1) Rules of hospitality. How to behave as a guest, how generous (or not) to be as a host, subtle rules and assumptions about present-giving and receiving – these are the most immediate eye-openers. Food running out at Western parties is often mentioned by Mediterraneans and East Europeans as an example of lack of hospitality.
2) Gallantry. How men behave towards women in public. All three of them said they missed the gallantry of having doors opened for them and seats offered to them, even the odd wolf-whistle, in the Anglo-American or Germanic cultures. The feeling was that these latter cultures were not necessarily less sexist, but just less interested in women. Particularly in those that were not available.
3) Levels of friendliness can be hard to interpret. You have to be prepared to deal with rejection and not take it personally. And not confess too much to the first person who wishes you a nice day.

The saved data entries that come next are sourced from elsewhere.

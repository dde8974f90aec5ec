use num_bigint::BigUint;
use proptest::prelude::*;
use dna_mnemonic::{up2bit_decode, up2bit_encode, MnemonicError};

proptest! {
    #[test]
    fn sequence_roundtrip(seq in "[ACTG]{0,32}") {
        let value = up2bit_encode(&seq).unwrap();
        prop_assert_eq!(value.bits() % 2, 1);
        prop_assert_eq!(value.bits(), 2 * seq.len() as u64 + 1);
        prop_assert_eq!(up2bit_decode(&value).unwrap(), seq);
    }

    #[test]
    fn long_sequence_roundtrip(seq in "[ACTG]{100,400}") {
        let value = up2bit_encode(&seq).unwrap();
        prop_assert_eq!(up2bit_decode(&value).unwrap(), seq);
    }

    #[test]
    fn even_bit_lengths_never_decode(raw in any::<u64>()) {
        let value = BigUint::from(raw);
        if value.bits() % 2 == 0 {
            prop_assert!(matches!(up2bit_decode(&value), Err(MnemonicError::Format(_))));
        } else {
            prop_assert_eq!(up2bit_encode(&up2bit_decode(&value).unwrap()).unwrap(), value);
        }
    }

    #[test]
    fn invalid_characters_rejected(prefix in "[ACTG]{0,8}", bad in "[^ACTG]", suffix in "[ACTG]{0,8}") {
        let seq = format!("{prefix}{bad}{suffix}");
        let is_invalid_char = matches!(
            up2bit_encode(&seq),
            Err(MnemonicError::InvalidBaseCharacter { position, .. }) if position == prefix.len()
        );
        prop_assert!(is_invalid_char);
    }
}

#[test]
fn regression_vectors() {
    assert_eq!(up2bit_encode("").unwrap(), BigUint::from(1u8));
    assert_eq!(up2bit_encode("ACTG").unwrap(), BigUint::from(484u32));
    assert_eq!(up2bit_encode("A").unwrap(), BigUint::from(4u8));
    assert_eq!(up2bit_encode("G").unwrap(), BigUint::from(7u8));
    assert_eq!(up2bit_decode(&BigUint::from(484u32)).unwrap(), "ACTG");
}

#[test]
fn zero_has_no_cap() {
    assert!(matches!(
        up2bit_decode(&BigUint::from(0u8)),
        Err(MnemonicError::Format(_))
    ));
}
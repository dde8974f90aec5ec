//! Conversion between up2bit values and word lists.
//!
//! The up2bit integer is cut into fixed-size digit blocks, least significant
//! block first, and each block indexes one word. Lists whose size is a power
//! of 6 use base-6 blocks ("hexal"), lists whose size is a power of 2 use
//! bit blocks. The first word therefore covers the left-most bases of the
//! sequence.

use std::fmt;

use log::{debug, trace};
use num_bigint::BigUint;
use num_traits::{One, ToPrimitive, Zero};
use serde::Serialize;

use crate::digits::{from_digits, int_log, is_full_base, to_digits};
use crate::up2bit::{self, Sequence};
use crate::wordlist::{InverseWordlist, Wordlist};
use crate::MnemonicError;

/// Digit mode chosen from the word-list size.
#[derive(Debug, Clone, Copy, PartialEq, Eq, Serialize)]
#[serde(rename_all = "lowercase")]
pub enum Radix {
    Hexal,
    Binary,
}

impl Radix {
    /// Hexal wins when a size is full in both bases (only `1`).
    pub fn for_size(words: usize) -> Option<Self> {
        let n = words as u64;
        if is_full_base(n, 6) {
            Some(Radix::Hexal)
        } else if is_full_base(n, 2) {
            Some(Radix::Binary)
        } else {
            None
        }
    }

    pub fn base(self) -> u32 {
        match self {
            Radix::Hexal => 6,
            Radix::Binary => 2,
        }
    }
}

impl fmt::Display for Radix {
    fn fmt(&self, f: &mut fmt::Formatter<'_>) -> fmt::Result {
        match self {
            Radix::Hexal => f.write_str("hexal"),
            Radix::Binary => f.write_str("binary"),
        }
    }
}

/// Block layout for a word list of a given size.
#[derive(Debug, Clone, Copy, PartialEq, Eq)]
pub struct MnemonicCodec {
    radix: Radix,
    block_size: usize,
    words: usize,
}

impl MnemonicCodec {
    pub fn for_size(words: usize) -> Result<Self, MnemonicError> {
        let radix = Radix::for_size(words).ok_or(MnemonicError::InvalidWordlistSize(words))?;
        let block_size = int_log(words as u64, u64::from(radix.base())) as usize;
        if block_size == 0 {
            return Err(MnemonicError::InvalidWordlistSize(words));
        }
        Ok(Self {
            radix,
            block_size,
            words,
        })
    }

    pub fn radix(&self) -> Radix {
        self.radix
    }

    /// Digits of the chosen radix consumed per word.
    pub fn block_size(&self) -> usize {
        self.block_size
    }

    /// Split `value` into word indices, least significant block first.
    pub fn value_to_indices(&self, value: &BigUint) -> Result<Vec<usize>, MnemonicError> {
        match self.radix {
            Radix::Hexal => {
                let mut digits = to_digits(value, 6)?;
                let padded = digits.len().div_ceil(self.block_size) * self.block_size;
                digits.resize(padded, 0);
                Ok(digits
                    .chunks(self.block_size)
                    .map(|chunk| chunk.iter().rev().fold(0usize, |acc, &d| acc * 6 + d as usize))
                    .collect())
            }
            Radix::Binary => {
                let mask = (BigUint::one() << self.block_size) - 1u32;
                let mut rest = value.clone();
                let mut indices = Vec::new();
                while !rest.is_zero() {
                    let block = (&rest & &mask)
                        .to_usize()
                        .ok_or_else(|| MnemonicError::Format("block exceeds usize".into()))?;
                    indices.push(block);
                    rest >>= self.block_size;
                }
                Ok(indices)
            }
        }
    }

    /// Reassemble a value from word indices, least significant block first.
    pub fn indices_to_value(&self, indices: &[usize]) -> Result<BigUint, MnemonicError> {
        if let Some(&bad) = indices.iter().find(|&&i| i >= self.words) {
            return Err(MnemonicError::Format(format!(
                "word index {bad} out of range for {} words",
                self.words
            )));
        }
        match self.radix {
            Radix::Hexal => {
                let mut digits = Vec::with_capacity(indices.len() * self.block_size);
                for &index in indices {
                    let mut block = to_digits(&BigUint::from(index), 6)?;
                    block.resize(self.block_size, 0);
                    digits.extend_from_slice(&block);
                }
                from_digits(&digits, 6)
            }
            Radix::Binary => Ok(indices
                .iter()
                .enumerate()
                .fold(BigUint::zero(), |acc, (i, &index)| {
                    acc | (BigUint::from(index) << (self.block_size * i))
                })),
        }
    }
}

/// An ordered list of lower-case words, least significant block first.
#[derive(Debug, Clone, Default, PartialEq, Eq, Serialize)]
#[serde(transparent)]
pub struct Mnemonic(Vec<String>);

impl Mnemonic {
    pub fn words(&self) -> &[String] {
        &self.0
    }

    pub fn len(&self) -> usize {
        self.0.len()
    }

    pub fn is_empty(&self) -> bool {
        self.0.is_empty()
    }

    /// Words with their first letter upper-cased, for display.
    pub fn title_case(&self) -> Vec<String> {
        self.0.iter().map(|w| title_case(w)).collect()
    }

    pub fn render(&self, separator: &str, title: bool) -> String {
        if title {
            self.title_case().join(separator)
        } else {
            self.0.join(separator)
        }
    }
}

impl fmt::Display for Mnemonic {
    fn fmt(&self, f: &mut fmt::Formatter<'_>) -> fmt::Result {
        f.write_str(&self.0.join(" "))
    }
}

fn title_case(word: &str) -> String {
    let mut chars = word.chars();
    match chars.next() {
        Some(first) => first.to_uppercase().chain(chars).collect(),
        None => String::new(),
    }
}

/// Encode a sequence as words of `wordlist`.
pub fn encode(sequence: &Sequence, wordlist: &Wordlist) -> Result<Mnemonic, MnemonicError> {
    let codec = MnemonicCodec::for_size(wordlist.len())?;
    let value = up2bit::encode(sequence.bases());
    let indices = codec.value_to_indices(&value)?;
    debug!(
        "encoding {} bases ({} bits) as {} {} words of {} digits",
        sequence.len(),
        value.bits(),
        indices.len(),
        codec.radix(),
        codec.block_size()
    );
    indices
        .into_iter()
        .map(|index| {
            trace!("block index {index}");
            wordlist
                .get(index)
                .map(str::to_string)
                .ok_or_else(|| MnemonicError::Format(format!("no word for index {index}")))
        })
        .collect::<Result<Vec<_>, _>>()
        .map(Mnemonic)
}

/// Decode mnemonic words back into a sequence. Accepts a [`Wordlist`] or an
/// [`InverseWordlist`]; lookup is case-insensitive.
pub fn decode<S, W>(words: &[S], wordlist: &W) -> Result<Sequence, MnemonicError>
where
    S: AsRef<str>,
    W: AsRef<InverseWordlist> + ?Sized,
{
    let inverse = wordlist.as_ref();
    let codec = MnemonicCodec::for_size(inverse.len())?;
    let indices = words
        .iter()
        .map(|word| {
            let word = word.as_ref().to_lowercase();
            inverse.get(&word).ok_or(MnemonicError::UnknownWord(word))
        })
        .collect::<Result<Vec<_>, _>>()?;
    let value = codec.indices_to_value(&indices)?;
    debug!(
        "decoded {} {} words into a {} bit value",
        indices.len(),
        codec.radix(),
        value.bits()
    );
    up2bit::decode(&value)
}
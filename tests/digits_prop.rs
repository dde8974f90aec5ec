use num_bigint::BigUint;
use quickcheck::quickcheck;
use dna_mnemonic::digits::{from_digits, int_log, is_full_base, to_digits};

quickcheck! {
    fn digits_roundtrip(n: u64, base: u8) -> bool {
        let base = u32::from(base.max(2));
        let value = BigUint::from(n);
        let digits = to_digits(&value, base).unwrap();
        digits.iter().all(|&d| u32::from(d) < base)
            && digits.last() != Some(&0)
            && from_digits(&digits, base).unwrap() == value
    }

    fn trailing_zeros_add_nothing(n: u64, pad: u8) -> bool {
        let value = BigUint::from(n);
        let mut digits = to_digits(&value, 6).unwrap();
        digits.extend(std::iter::repeat(0).take(pad as usize % 16));
        from_digits(&digits, 6).unwrap() == value
    }

    fn powers_are_full(exp: u8) -> bool {
        let two = 1u64 << (exp % 40);
        let six = 6u64.pow(u32::from(exp % 20));
        is_full_base(two, 2)
            && is_full_base(six, 6)
            && int_log(two, 2) == u32::from(exp % 40)
            && int_log(six, 6) == u32::from(exp % 20)
    }

    fn neighbours_of_powers_are_not_full(exp: u8) -> bool {
        let six = 6u64.pow(u32::from(exp % 20 + 1));
        !is_full_base(six - 1, 6) && !is_full_base(six + 1, 6)
    }
}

4) Speaking the language of your host country is tricky, even if you previously thought you were fluent in it. Regional accents, colloquial expressions, new slang and cultural allusions that you are unfamiliar with (cricket or baseball metaphors, anyone?) can make you feel like a beginner all over again.
What about your own big ‘eye-opening’ moments when you moved to a new culture? What did you find interesting, exciting or perhaps frustrating? And did your first impressions change after spending more time in that country?